WORK TO COMPLETE:
Copy the records below exactly.

GIVEN INFORMATION:
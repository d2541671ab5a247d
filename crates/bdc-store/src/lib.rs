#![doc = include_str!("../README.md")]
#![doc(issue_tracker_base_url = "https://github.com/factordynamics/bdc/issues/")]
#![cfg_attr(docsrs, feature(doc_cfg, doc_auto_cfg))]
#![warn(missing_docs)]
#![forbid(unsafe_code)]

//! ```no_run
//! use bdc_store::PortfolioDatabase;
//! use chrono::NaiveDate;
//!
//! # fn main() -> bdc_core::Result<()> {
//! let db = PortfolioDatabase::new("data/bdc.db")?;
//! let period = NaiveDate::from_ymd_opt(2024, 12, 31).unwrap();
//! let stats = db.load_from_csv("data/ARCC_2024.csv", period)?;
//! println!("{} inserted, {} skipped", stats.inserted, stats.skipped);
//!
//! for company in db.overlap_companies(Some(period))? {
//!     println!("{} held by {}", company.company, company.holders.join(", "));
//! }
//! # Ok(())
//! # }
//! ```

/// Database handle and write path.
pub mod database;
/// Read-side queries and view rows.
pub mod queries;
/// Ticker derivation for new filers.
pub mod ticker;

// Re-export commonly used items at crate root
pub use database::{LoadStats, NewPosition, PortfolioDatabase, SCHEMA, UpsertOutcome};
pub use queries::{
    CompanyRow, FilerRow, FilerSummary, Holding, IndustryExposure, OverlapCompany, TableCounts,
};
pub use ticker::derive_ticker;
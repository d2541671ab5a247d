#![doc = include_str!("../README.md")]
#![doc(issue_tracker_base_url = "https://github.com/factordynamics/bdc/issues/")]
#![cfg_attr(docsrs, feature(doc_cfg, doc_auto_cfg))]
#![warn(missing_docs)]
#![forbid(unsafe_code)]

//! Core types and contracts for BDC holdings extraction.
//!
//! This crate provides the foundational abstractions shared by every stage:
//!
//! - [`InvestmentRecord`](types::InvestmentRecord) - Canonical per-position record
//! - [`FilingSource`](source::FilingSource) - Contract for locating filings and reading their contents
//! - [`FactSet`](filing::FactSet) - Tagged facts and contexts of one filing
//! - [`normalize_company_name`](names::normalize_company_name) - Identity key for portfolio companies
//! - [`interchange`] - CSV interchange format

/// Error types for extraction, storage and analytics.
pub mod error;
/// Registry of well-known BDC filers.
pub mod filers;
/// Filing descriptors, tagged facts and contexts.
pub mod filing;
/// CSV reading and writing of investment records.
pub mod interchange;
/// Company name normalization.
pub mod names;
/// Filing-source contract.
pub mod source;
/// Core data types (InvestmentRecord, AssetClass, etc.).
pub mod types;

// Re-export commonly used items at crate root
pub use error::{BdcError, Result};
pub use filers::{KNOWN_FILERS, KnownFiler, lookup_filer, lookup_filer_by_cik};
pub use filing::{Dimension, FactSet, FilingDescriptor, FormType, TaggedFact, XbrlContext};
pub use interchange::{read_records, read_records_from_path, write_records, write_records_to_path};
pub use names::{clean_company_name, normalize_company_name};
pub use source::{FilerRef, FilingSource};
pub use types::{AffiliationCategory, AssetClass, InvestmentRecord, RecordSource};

EXERCISE RESULT:
repository d2541671ab5a247d
filename crates/bdc-store/src/lib.rs
#![doc = include_str!("../README.md")]
#![doc(issue_tracker_base_url = "https://github.com/factordynamics/bdc/issues/")]
#![cfg_attr(docsrs, feature(doc_cfg, doc_auto_cfg))]
#![warn(missing_docs)]
#![forbid(unsafe_code)]

//! ```no_run
//! use bdc_store::PortfolioDatabase;
//! use chrono::NaiveDate;
//!
//! # fn main() -> bdc_core::Result<()> {
//! let db = PortfolioDatabase::new("data/bdc.db")?;
//! let period = NaiveDate::from_ymd_opt(2024, 12, 31).unwrap();
//! let stats = db.load_from_csv("data/ARCC_2024.csv", period)?;
//! println!("{} inserted, {} skipped", stats.inserted, stats.skipped);
//!
//! for company in db.overlap_companies(Some(period))? {
//!     println!("{} held by {}", company.company, company.holders.join(", "));
//! }
//! # Ok(())
//! # }
//! ```

/// Database handle and write path.
pub mod database;
/// Read-side queries and view rows.
pub mod queries;
/// Ticker derivation for new filers.
pub mod ticker;

// Re-export commonly used items at crate root
pub use database::{LoadStats, NewPosition, PortfolioDatabase, SCHEMA, UpsertOutcome};
pub use queries::{
    CompanyRow, FilerRow, FilerSummary, Holding, IndustryExposure, OverlapCompany, TableCounts,
};
pub use ticker::derive_ticker;
repository d2541671ab5a247d
#![doc = include_str!("../README.md")]
#![doc(issue_tracker_base_url = "https://github.com/factordynamics/bdc/issues/")]
#![cfg_attr(docsrs, feature(doc_cfg, doc_auto_cfg))]
#![warn(missing_docs)]
#![forbid(unsafe_code)]

//! Core types and contracts for BDC holdings extraction.
//!
//! This crate provides the foundational abstractions shared by every stage:
//!
//! - [`InvestmentRecord`](types::InvestmentRecord) - Canonical per-position record
//! - [`FilingSource`](source::FilingSource) - Contract for locating filings and reading their contents
//! - [`FactSet`](filing::FactSet) - Tagged facts and contexts of one filing
//! - [`normalize_company_name`](names::normalize_company_name) - Identity key for portfolio companies
//! - [`interchange`] - CSV interchange format

/// Error types for extraction, storage and analytics.
pub mod error;
/// Registry of well-known BDC filers.
pub mod filers;
/// Filing descriptors, tagged facts and contexts.
pub mod filing;
/// CSV reading and writing of investment records.
pub mod interchange;
/// Company name normalization.
pub mod names;
/// Filing-source contract.
pub mod source;
/// Core data types (InvestmentRecord, AssetClass, etc.).
pub mod types;

// Re-export commonly used items at crate root
pub use error::{BdcError, Result};
pub use filers::{KNOWN_FILERS, KnownFiler, lookup_filer, lookup_filer_by_cik};
pub use filing::{Dimension, FactSet, FilingDescriptor, FormType, TaggedFact, XbrlContext};
pub use interchange::{read_records, read_records_from_path, write_records, write_records_to_path};
pub use names::{clean_company_name, normalize_company_name};
pub use source::{FilerRef, FilingSource};
pub use types::{AffiliationCategory, AssetClass, InvestmentRecord, RecordSource};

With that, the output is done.